Illustration de René Caillé

Titre original : « Needle », 1950

Traduit de l’américain par Pierre-André Gruénais

I

NAUFRAGE

Les zones d’ombre sont en général de bons endroits pour se dissimuler, même sur la Terre. Une frange de pénombre peut évidemment exister à l’endroit où s’arrête la grande lumière crue.

En dehors de la Terre, là où n’existe aucune atmosphère pour diffuser les ondes lumineuses, la transition entre la lumière et l’ombre est nette. L’ombre elle-même de la Terre, par exemple, est un cône sombre d’un million et demi de kilomètres de long dont la pointe se trouve dans le prolongement du soleil. Ces ténèbres recèlent les germes d’une invisibilité encore plus parfaite que toutes celles que l’on peut imaginer, car les seules lumières qui y pénètrent proviennent des étoiles et des rais faiblement renvoyés par la mince atmosphère qui entoure la Terre.

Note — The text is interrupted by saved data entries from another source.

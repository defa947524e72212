//! Host configuration management.
//!
//! Configuration is stored as TOML:
//! - Linux: `~/.config/vibelink/host.toml`
//! - Windows: `%APPDATA%/vibelink/host.toml`
//!
//! `VIBELINK_CONFIG` overrides the location.

use std::net::{IpAddr, Ipv4Addr};
use std::path::{Path, PathBuf};

use serde::{Deserialize, Serialize};
use vibelink_protocol::constants::DEFAULT_PORT;
use vibelink_server::{MatchMode, ServerConfig};

const CONFIG_ENV: &str = "VIBELINK_CONFIG";

/// Host configuration.
#[derive(Debug, Clone, PartialEq, Serialize, Deserialize)]
pub struct Config {
    /// Relay port tools connect to.
    #[serde(default = "default_port")]
    pub port: u16,

    #[serde(default = "default_bind_address")]
    pub bind_address: IpAddr,

    /// Start listening as soon as the host is up.
    #[serde(default = "default_true")]
    pub auto_start: bool,

    /// Host tick period in milliseconds.
    #[serde(default = "default_tick_interval")]
    pub tick_interval_ms: u64,

    #[serde(default = "default_max_actions")]
    pub max_actions_per_tick: usize,

    /// Match commands on the exact `cmd` field instead of by substring.
    #[serde(default)]
    pub strict_commands: bool,

    /// JSON scene description answered to `dump_hierarchy`.
    #[serde(default, skip_serializing_if = "Option::is_none")]
    pub scene_file: Option<PathBuf>,
}

fn default_port() -> u16 {
    DEFAULT_PORT
}

fn default_bind_address() -> IpAddr {
    IpAddr::V4(Ipv4Addr::UNSPECIFIED)
}

fn default_true() -> bool {
    true
}

fn default_tick_interval() -> u64 {
    16
}

fn default_max_actions() -> usize {
    vibelink_server::DEFAULT_MAX_ACTIONS_PER_TICK
}

impl Default for Config {
    fn default() -> Self {
        Self {
            port: default_port(),
            bind_address: default_bind_address(),
            auto_start: default_true(),
            tick_interval_ms: default_tick_interval(),
            max_actions_per_tick: default_max_actions(),
            strict_commands: false,
            scene_file: None,
        }
    }
}

impl Config {
    /// Loads configuration from disk, or creates a default if not found.
    pub fn load() -> anyhow::Result<Self> {
        Self::load_from(&config_path())
    }

    pub fn load_from(path: &Path) -> anyhow::Result<Self> {
        if path.exists() {
            let content = std::fs::read_to_string(path)?;
            let config: Config = toml::from_str(&content)?;
            tracing::debug!(path = %path.display(), "configuration loaded");
            Ok(config)
        } else {
            let config = Config::default();
            config.save_to(path)?;
            Ok(config)
        }
    }

    pub fn save_to(&self, path: &Path) -> anyhow::Result<()> {
        if let Some(parent) = path.parent() {
            std::fs::create_dir_all(parent)?;
        }

        let content = toml::to_string_pretty(self)?;
        std::fs::write(path, content)?;

        #[cfg(unix)]
        {
            use std::os::unix::fs::PermissionsExt;
            std::fs::set_permissions(path, std::fs::Permissions::from_mode(0o600))?;
        }

        tracing::debug!(path = %path.display(), "configuration saved");
        Ok(())
    }

    pub fn server_config(&self) -> ServerConfig {
        ServerConfig {
            port: self.port,
            bind_address: self.bind_address,
            auto_start: self.auto_start,
            max_actions_per_tick: self.max_actions_per_tick,
            match_mode: if self.strict_commands {
                MatchMode::Structural
            } else {
                MatchMode::Substring
            },
        }
    }
}

/// Returns the configuration file path.
pub fn config_path() -> PathBuf {
    resolve_config_path(std::env::var_os(CONFIG_ENV).map(PathBuf::from))
}

fn resolve_config_path(override_path: Option<PathBuf>) -> PathBuf {
    if let Some(path) = override_path.filter(|p| !p.as_os_str().is_empty()) {
        return path;
    }

    #[cfg(target_os = "windows")]
    {
        let appdata =
            std::env::var("APPDATA").unwrap_or_else(|_| "C:\\Users\\Default\\AppData".into());
        PathBuf::from(appdata).join("vibelink").join("host.toml")
    }

    #[cfg(not(target_os = "windows"))]
    {
        let home = std::env::var("HOME").unwrap_or_else(|_| "/tmp".into());
        PathBuf::from(home)
            .join(".config")
            .join("vibelink")
            .join("host.toml")
    }
}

Le Chasseur savait qu’il se trouvait dans l’ombre d’une planète, bien que n’ayant jamais entendu parler de la Terre. Il s’en était aperçu au moment où sa vitesse devenait inférieure à celle de la lumière. Très en avant de lui il avait découvert un carré noir entouré de rouge. Dans l’ombre où il était plongé seuls ses instruments de bord permettaient encore de détecter l’engin fugitif. Mais, brusquement, il constata que l’autre vaisseau était visible à l’œil nu, et aussitôt la légère inquiétude qui le tenaillait prit corps.

Il n’avait pas encore compris pourquoi le fuyard diminuait de vitesse. C’était peut-être dans le faible espoir de voir son poursuivant le dépasser suffisamment pour ne plus être à la portée des instruments de détection. Et sans cesse la décélération s’accentuait. L’engin fugitif continuait à se maintenir en ligne droite avec le monde qui se dessinait vaguement au-delà. Dans ces conditions il était extrêmement dangereux de chercher à rattraper trop vite le fuyard. Subitement, une immense lueur rouge signala que le premier engin venait d’entrer dans une atmosphère. La planète était donc beaucoup plus petite et infiniment plus proche que le Chasseur ne l’avait cru.